Base de données Humaine de Mutation de Gène de Cardiff. Le site humain de la base de données de mutation de gène de Cardiff (HGMD) représente une tentative d'assembler les lésions éditées connues de gène responsables des maladies héritées humaines dans une source complète de référence. La base de données humaine de mutation de gène de Cardiff fournit des informations d'importance diagnostique pratique pour des chercheurs et des diagnostiqueurs dans la génétique moléculaire humaine, des médecins intéressés à un état hérité particulier dans un patient ou une famille donné, et des conseillers génétiques. Pour SNCA, les mutations de contrôle par totalisation des documents deux de base de données, qui contribuent à la maladie de Parkinson. Le site de Web offre également des hyperliens aux cartes de mutation, à l'ordre indigène d'ADN, et aux entrées de SNCA dans la base de données de génome (GDB), GenAtlas, et OMIM.

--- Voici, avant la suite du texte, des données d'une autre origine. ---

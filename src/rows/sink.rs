//! Result output and the incremental success journal

use super::{FIELD_NAMES, Record, STATUS_COLUMN, Table, TableFormat, VERIFICATION_COLUMN};
use crate::error::{Error, Result};
use crate::types::TaskResult;
use crate::utils::unique_path;
use rust_xlsxwriter::Workbook;
use serde_json::{Map, Value};
use std::collections::HashMap;
use std::io::{BufWriter, Write};
use std::path::{Path, PathBuf};
use tokio::io::AsyncWriteExt;
use tokio::sync::Mutex;

/// Write `table` back with status columns to `output` (or a free ` (n)` variant)
///
/// Records without a result (dropped rows) get empty status cells.
/// Returns the path actually written.
pub fn write_results(table: &Table, results: &[TaskResult], output: &Path) -> Result<PathBuf> {
    let path = unique_path(output)?;
    let by_row: HashMap<usize, &TaskResult> = results.iter().map(|r| (r.row, r)).collect();
    let cells = |index: usize| -> (String, String) {
        by_row
            .get(&(index + 1))
            .map(|r| {
                (
                    r.status_text(),
                    r.verification.as_ref().map(|v| v.to_string()).unwrap_or_default(),
                )
            })
            .unwrap_or_default()
    };

    match table.format {
        TableFormat::Json => write_json(table, &cells, &path)?,
        TableFormat::Spreadsheet => write_workbook(table, &cells, &path)?,
        format => write_delimited(table, &cells, format.delimiter(), &path)?,
    }

    tracing::info!(path = %path.display(), results = results.len(), "Results written");
    Ok(path)
}

/// Header (when present) and records as cell lines, each padded to the widest
/// record and followed by the two status cells
fn result_lines(table: &Table, cells: &dyn Fn(usize) -> (String, String)) -> Vec<Vec<String>> {
    let width = table
        .records
        .iter()
        .map(|record| match record {
            Record::Fields(fields) => fields.len(),
            Record::Object(_) => FIELD_NAMES.len(),
        })
        .chain(table.header.iter().map(Vec::len))
        .fold(FIELD_NAMES.len(), usize::max);

    let header = table.header.iter().map(|header| {
        let mut line = padded(header.clone(), width);
        line.push(STATUS_COLUMN.to_string());
        line.push(VERIFICATION_COLUMN.to_string());
        line
    });

    let records = table.records.iter().enumerate().map(|(index, record)| {
        let fields = match record {
            Record::Fields(fields) => fields.clone(),
            Record::Object(_) => (0..FIELD_NAMES.len()).map(|i| record.field(i)).collect(),
        };
        let (status, verification) = cells(index);
        let mut line = padded(fields, width);
        line.push(status);
        line.push(verification);
        line
    });

    header.chain(records).collect()
}

fn write_delimited(
    table: &Table,
    cells: &dyn Fn(usize) -> (String, String),
    delimiter: u8,
    path: &Path,
) -> Result<()> {
    let mut writer = csv::WriterBuilder::new()
        .delimiter(delimiter)
        .flexible(true)
        .from_path(path)?;

    for line in result_lines(table, cells) {
        writer.write_record(&line)?;
    }

    writer.flush()?;
    Ok(())
}

/// Single-sheet xlsx; empty cells are left blank
fn write_workbook(
    table: &Table,
    cells: &dyn Fn(usize) -> (String, String),
    path: &Path,
) -> Result<()> {
    let mut workbook = Workbook::new();
    let sheet = workbook.add_worksheet();

    for (row, line) in result_lines(table, cells).iter().enumerate() {
        let row = u32::try_from(row)
            .map_err(|_| Error::InvalidInput("too many rows for a worksheet".to_string()))?;
        for (col, text) in line.iter().enumerate() {
            if text.is_empty() {
                continue;
            }
            let col = u16::try_from(col)
                .map_err(|_| Error::InvalidInput("too many columns for a worksheet".to_string()))?;
            sheet.write_string(row, col, text)?;
        }
    }

    workbook.save(path)?;
    Ok(())
}

fn padded(mut fields: Vec<String>, width: usize) -> Vec<String> {
    fields.resize(width.max(fields.len()), String::new());
    fields
}

fn write_json(table: &Table, cells: &dyn Fn(usize) -> (String, String), path: &Path) -> Result<()> {
    let items: Vec<Value> = table
        .records
        .iter()
        .enumerate()
        .map(|(index, record)| {
            let mut object = match record {
                Record::Object(map) => map.clone(),
                Record::Fields(_) => FIELD_NAMES
                    .iter()
                    .enumerate()
                    .map(|(i, key)| (key.to_string(), Value::String(record.field(i))))
                    .collect::<Map<_, _>>(),
            };
            let (status, verification) = cells(index);
            object.insert(STATUS_COLUMN.to_string(), Value::String(status));
            object.insert(VERIFICATION_COLUMN.to_string(), Value::String(verification));
            Value::Object(object)
        })
        .collect();

    let mut writer = BufWriter::new(std::fs::File::create(path)?);
    serde_json::to_writer_pretty(&mut writer, &items)?;
    writer.write_all(b"\n")?;
    writer.flush()?;
    Ok(())
}

/// Append-only JSON-lines record of successful uploads
///
/// Each success is written as soon as the repository accepts it, so a crash
/// mid-run still leaves a record of what was published.
#[derive(Debug)]
pub struct Journal {
    path: PathBuf,
    file: Mutex<tokio::fs::File>,
}

impl Journal {
    /// Journal location for a result file: `<output>.journal.jsonl`
    pub fn path_for(output: &Path) -> PathBuf {
        let mut name = output.as_os_str().to_os_string();
        name.push(".journal.jsonl");
        PathBuf::from(name)
    }

    /// Open `path` for appending, creating it if needed
    pub async fn create(path: impl Into<PathBuf>) -> Result<Self> {
        let path = path.into();
        let file = tokio::fs::OpenOptions::new()
            .create(true)
            .append(true)
            .open(&path)
            .await?;
        Ok(Self {
            path,
            file: Mutex::new(file),
        })
    }

    /// Where the journal lives
    pub fn path(&self) -> &Path {
        &self.path
    }

    /// Append one result as a JSON line
    pub async fn append(&self, result: &TaskResult) -> Result<()> {
        let mut line = serde_json::to_string(result)?;
        line.push('\n');

        let mut file = self.file.lock().await;
        file.write_all(line.as_bytes()).await?;
        file.flush().await?;
        Ok(())
    }

    /// Every result journaled so far
    pub async fn read_all(&self) -> Result<Vec<TaskResult>> {
        let content = tokio::fs::read_to_string(&self.path).await?;
        content
            .lines()
            .filter(|line| !line.trim().is_empty())
            .map(|line| serde_json::from_str(line).map_err(Into::into))
            .collect()
    }

    /// Delete the journal file; a missing file is not an error
    pub async fn remove(&self) -> Result<()> {
        match tokio::fs::remove_file(&self.path).await {
            Ok(()) => Ok(()),
            Err(e) if e.kind() == std::io::ErrorKind::NotFound => Ok(()),
            Err(e) => Err(e.into()),
        }
    }
}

c. D'autres bases de données :

Base de données de Génome de Souris de Laboratoire de Jackson. La base de données de génome de souris de laboratoire de Jackson inclut des données sur la caractérisation et la nomenclature de gène, tracer, les homologies de gène parmi des mammifères, les liens d'ordre, les phénotypes, les variantes allelic et les mutants, et les données de contrainte. La base de données de génome de souris fournit l'emplacement chromosomique, les noms alternatifs, l'information de polymorphisme, et les homologies mammifères du gène dans la base de données d'OMIM.